Carroll called a time-out; the offense went back on the field. Many thousands of fans turned to each other and wondered what was going on. Moments later, Russell Wilson threw a thirty-six-yard touchdown strike that gave the Seahawks the lead in the fourth quarter—a lead they would not relinquish. Seahawks fans went wild. 49ers fans shook their heads. Steven Hauschka, lowly kicker—at one of the most critical moments of his career—felt empowered to question his coach’s decision. In fact, he didn’t just question the decision; he told Pete Carroll that it was not a good one. Equally important, Carroll listened.
The Seattle Seahawks won Super Bowl XLVIII in resounding fashion, bringing the Emerald City its first title in thirty-five years. Just a few days later, over a half a million people lined the streets from KeyArena to CenturyLink Field. Riding on a Washington National Guard cargo truck, waving to fans stacked ten deep on the sidewalks, Hauschka celebrated with his teammates. He had made nine kicks in nine attempts in the playoffs. But the most important one of the season was probably the one he didn’t take. The Seattle Seahawks were Super Bowl champions—in part—because of Hauschka’s willingness to speak freely to his head coach. And Pete Carroll was the most popular coach among NFL players—in part—because of the culture he had forged: one of openness, where he valued the input of every member of the team—even the journeyman kicker.
This book is for leaders of any kind.

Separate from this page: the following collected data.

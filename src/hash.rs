//! SHA-1 object ids and the canonical object hashing function.

use std::fmt;
use std::str::FromStr;

use sha1::{Digest, Sha1};

use crate::error::{Error, Result};
use crate::object::ObjectKind;

/// Length of a raw object id in bytes.
pub const ID_LEN: usize = 20;

/// Length of a full object id in hex characters.
pub const HEX_LEN: usize = 40;

/// A 20-byte SHA-1 object id.
#[derive(Copy, Clone, Hash, Eq, PartialEq, Ord, PartialOrd)]
pub struct ObjectId([u8; ID_LEN]);

impl ObjectId {
    pub const fn from_bytes(bytes: [u8; ID_LEN]) -> Self {
        Self(bytes)
    }

    /// Build an id from a 20-byte slice, as found inside trees and the index.
    pub fn from_slice(bytes: &[u8]) -> Result<Self> {
        let arr: [u8; ID_LEN] = bytes.try_into().map_err(|_| {
            Error::corrupt(format!(
                "object id must be {} bytes, got {}",
                ID_LEN,
                bytes.len()
            ))
        })?;
        Ok(Self(arr))
    }

    pub fn as_bytes(&self) -> &[u8; ID_LEN] {
        &self.0
    }

    /// Lowercase 40-character hex form.
    pub fn to_hex(&self) -> String {
        hex::encode(self.0)
    }

    /// Parse a full 40-character hex id (either case).
    pub fn from_hex(text: &str) -> Result<Self> {
        if text.len() != HEX_LEN {
            return Err(Error::invalid_argument(format!(
                "object id must be {} hex characters, got {}",
                HEX_LEN,
                text.len()
            )));
        }
        let mut bytes = [0u8; ID_LEN];
        hex::decode_to_slice(text, &mut bytes)
            .map_err(|e| Error::invalid_argument(format!("invalid object id {:?}: {}", text, e)))?;
        Ok(Self(bytes))
    }

    /// The shard directory name (first two hex characters).
    pub fn shard(&self) -> String {
        hex::encode(&self.0[..1])
    }
}

/// `true` when `s` is made only of ASCII hex digits.
pub fn is_hex(s: &str) -> bool {
    !s.is_empty() && s.bytes().all(|b| b.is_ascii_hexdigit())
}

impl fmt::Debug for ObjectId {
    fn fmt(&self, f: &mut fmt::Formatter<'_>) -> fmt::Result {
        write!(f, "ObjectId({})", self.to_hex())
    }
}

impl fmt::Display for ObjectId {
    fn fmt(&self, f: &mut fmt::Formatter<'_>) -> fmt::Result {
        f.write_str(&self.to_hex())
    }
}

impl FromStr for ObjectId {
    type Err = Error;

    fn from_str(s: &str) -> Result<Self> {
        Self::from_hex(s)
    }
}

/// SHA-1 of arbitrary bytes.
pub fn sha1_bytes(data: &[u8]) -> ObjectId {
    let digest = Sha1::digest(data);
    ObjectId(digest.into())
}

/// Canonical encoding of an object: `"<kind> <len>\0<payload>"`.
pub fn encode_object(kind: ObjectKind, payload: &[u8]) -> Vec<u8> {
    let header = format!("{} {}\0", kind, payload.len());
    let mut out = Vec::with_capacity(header.len() + payload.len());
    out.extend_from_slice(header.as_bytes());
    out.extend_from_slice(payload);
    out
}

/// The id of an object with the given kind and payload, without storing it.
pub fn hash_object(kind: ObjectKind, payload: &[u8]) -> ObjectId {
    let mut hasher = Sha1::new();
    hasher.update(format!("{} {}\0", kind, payload.len()).as_bytes());
    hasher.update(payload);
    ObjectId(hasher.finalize().into())
}
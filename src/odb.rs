//! Loose object storage under `objects/<2-hex>/<38-hex>`.
//!
//! Each file holds the zlib-compressed canonical encoding of one object.
//! Files are written once and never modified.

use std::collections::BTreeSet;
use std::io::{Read, Write};
use std::path::{Path, PathBuf};

use flate2::read::ZlibDecoder;
use flate2::write::ZlibEncoder;
use flate2::Compression;

use crate::error::{Error, Result};
use crate::hash::{self, ObjectId, HEX_LEN};
use crate::object::{self, Object, ObjectKind};
use crate::paths::atomic_write;

/// Shortest hex prefix [`ObjectStore::resolve_prefix`] accepts.
pub const MIN_PREFIX_LEN: usize = 4;

/// Content-addressed store rooted at a repository's `objects/` directory.
#[derive(Debug, Clone)]
pub struct ObjectStore {
    root: PathBuf,
}

impl ObjectStore {
    pub fn new(objects_dir: impl Into<PathBuf>) -> Self {
        Self {
            root: objects_dir.into(),
        }
    }

    /// The `objects/` directory.
    pub fn root(&self) -> &Path {
        &self.root
    }

    /// Path of the loose file for `id`: `objects/ab/cdef...`.
    pub fn object_path(&self, id: ObjectId) -> PathBuf {
        let hex = id.to_hex();
        let (shard, rest) = hex.split_at(2);
        self.root.join(shard).join(rest)
    }

    /// The id `obj` would be stored under, without writing anything.
    pub fn hash(&self, obj: &Object) -> ObjectId {
        obj.id()
    }

    pub fn contains(&self, id: ObjectId) -> bool {
        self.object_path(id).is_file()
    }

    /// Store an object and return its id.
    ///
    /// Storing content that is already present is a no-op; concurrent
    /// writers of the same object produce identical bytes at the same path.
    pub fn store(&self, obj: &Object) -> Result<ObjectId> {
        self.store_raw(obj.kind(), &obj.serialize())
    }

    /// Store an already-serialized payload of the given kind.
    pub fn store_raw(&self, kind: ObjectKind, payload: &[u8]) -> Result<ObjectId> {
        let encoded = hash::encode_object(kind, payload);
        let id = hash::sha1_bytes(&encoded);
        let path = self.object_path(id);

        if path.exists() {
            log::trace!("object {} already stored", id);
            return Ok(id);
        }

        let mut encoder = ZlibEncoder::new(Vec::new(), Compression::default());
        encoder.write_all(&encoded).map_err(|e| Error::io(&path, e))?;
        let compressed = encoder.finish().map_err(|e| Error::io(&path, e))?;

        atomic_write(&path, &compressed)?;
        log::debug!("stored {} {} ({} bytes)", kind, id, payload.len());
        Ok(id)
    }

    /// Read the decompressed canonical encoding stored under `id`.
    ///
    /// # Errors
    /// * [`Error::NotFound`] if no object file exists.
    /// * [`Error::Corrupt`] if the file is not valid zlib data.
    pub fn read_encoded(&self, id: ObjectId) -> Result<Vec<u8>> {
        let path = self.object_path(id);
        let compressed = match std::fs::read(&path) {
            Ok(bytes) => bytes,
            Err(e) if e.kind() == std::io::ErrorKind::NotFound => {
                return Err(Error::not_found(format!("object {}", id)));
            }
            Err(e) => return Err(Error::io(&path, e)),
        };

        let mut raw = Vec::new();
        ZlibDecoder::new(compressed.as_slice())
            .read_to_end(&mut raw)
            .map_err(|e| Error::corrupt(format!("object {}: bad compression: {}", id, e)))?;
        Ok(raw)
    }

    /// Read and decode the object stored under `id`.
    ///
    /// # Errors
    /// * [`Error::NotFound`] if no object file exists.
    /// * [`Error::Corrupt`] for a malformed header, a length mismatch or an
    ///   unknown kind tag.
    pub fn read(&self, id: ObjectId) -> Result<Object> {
        let raw = self.read_encoded(id)?;
        let (kind, payload) = object::split_header(&raw)?;
        Object::deserialize(kind, payload)
    }

    /// Read only the kind of the object stored under `id`.
    pub fn read_kind(&self, id: ObjectId) -> Result<ObjectKind> {
        let raw = self.read_encoded(id)?;
        let (kind, _) = object::split_header(&raw)?;
        Ok(kind)
    }

    /// All stored ids starting with the hex `prefix`.
    ///
    /// A full 40-character id is returned as-is without touching the disk.
    /// Shorter prefixes scan the shard directory named by their first two
    /// characters.
    ///
    /// # Errors
    /// [`Error::InvalidArgument`] if `prefix` is not hex or is shorter than
    /// [`MIN_PREFIX_LEN`].
    pub fn resolve_prefix(&self, prefix: &str) -> Result<BTreeSet<ObjectId>> {
        if !hash::is_hex(prefix) || prefix.len() > HEX_LEN {
            return Err(Error::invalid_argument(format!(
                "'{}' is not a hex object id prefix",
                prefix
            )));
        }
        if prefix.len() < MIN_PREFIX_LEN {
            return Err(Error::invalid_argument(format!(
                "object id prefix '{}' is shorter than {} characters",
                prefix, MIN_PREFIX_LEN
            )));
        }

        let prefix = prefix.to_ascii_lowercase();
        let mut found = BTreeSet::new();
        if prefix.len() == HEX_LEN {
            found.insert(ObjectId::from_hex(&prefix)?);
            return Ok(found);
        }

        let (shard, rest) = prefix.split_at(2);
        let shard_dir = self.root.join(shard);
        let listing = match std::fs::read_dir(&shard_dir) {
            Ok(listing) => listing,
            Err(e) if e.kind() == std::io::ErrorKind::NotFound => return Ok(found),
            Err(e) => return Err(Error::io(&shard_dir, e)),
        };

        for dent in listing {
            let dent = dent.map_err(|e| Error::io(&shard_dir, e))?;
            let name = dent.file_name();
            let name = match name.to_str() {
                Some(name) => name,
                None => continue,
            };
            // Skip temp files and anything else that is not an object.
            if name.len() != HEX_LEN - 2 || !hash::is_hex(name) {
                continue;
            }
            if name.starts_with(rest) {
                found.insert(ObjectId::from_hex(&format!("{}{}", shard, name))?);
            }
        }
        Ok(found)
    }
}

If you are a leader, people will hesitate to tell you what they’re truly thinking. They will hesitate to question—especially your ideas. They will hesitate to share their own ideas. They will hesitate to ask for help. They will hesitate to point out mistakes and admit mistakes. They will hesitate to call out lapses of integrity. And in many organizations, the hesitation will become suffocation and no one will say anything at all. Yet study after study finds that candid communication enhances innovation, ownership, engagement, and overall performance. As Jim Collins observes in his best-selling classic Good to Great, “Leadership is about creating a climate where the truth is heard and the brutal facts are confronted.”
Therein lies the opportunity of this book and a new way of thinking about the valuable insights of those we serve as leaders. Within a Speak Freely culture, ideas thrive, sacred cows die, and decisions improve. Anesthetic soft talk is the archenemy of true leadership. Typically we envision our-selves—the leaders—as the ones who must talk straight. We’re not arguing against that. But flip that notion upside down and focus on those you lead speaking candidly to you. Everything you hear will make your organization and you better. It may sting at first, but the advantages of open communication previously mentioned—greater innovation, ownership, engagement, and overall performance—are beyond debate.
Counterexamples litter the leadership landscape in iconic form: Watergate, the space shuttle disasters, Quaker’s $1.4 billion loss on the purchase of Snapple, Jerry Sandusky’s crimes at Penn State, a problematic launch of the Obamacare website: in each of these examples, someone failed to speak up, failed to listen, or both. Silence, or at best timid suggestion, is the norm in most organizations. So how do leaders create an environment where people will speak freely to each other without fear of reprisal, embarrassment, condemnation, or even rolling eyeballs? How do leaders create a place where team members speak openly, anytime, and all the time?
This book seeks to provide answers to these questions and offers tools for leaders who want to build flourishing organizations where there is ample room and encouragement for every voice. Part 1 outlines the three key things that leaders hear from their employees, their players, or anyone they’re leading in a culture where everyone has permission to speak freely. Part 2 provides a research-backed case illustrating the barriers to open communication and gives cautionary warnings for conversation killers that leaders must be on the lookout for. The final section, Part 3, offers practical tools for leaders to utilize in cultivating a culture of candor and concludes with a depiction of a tremendous organization reaping its benefits.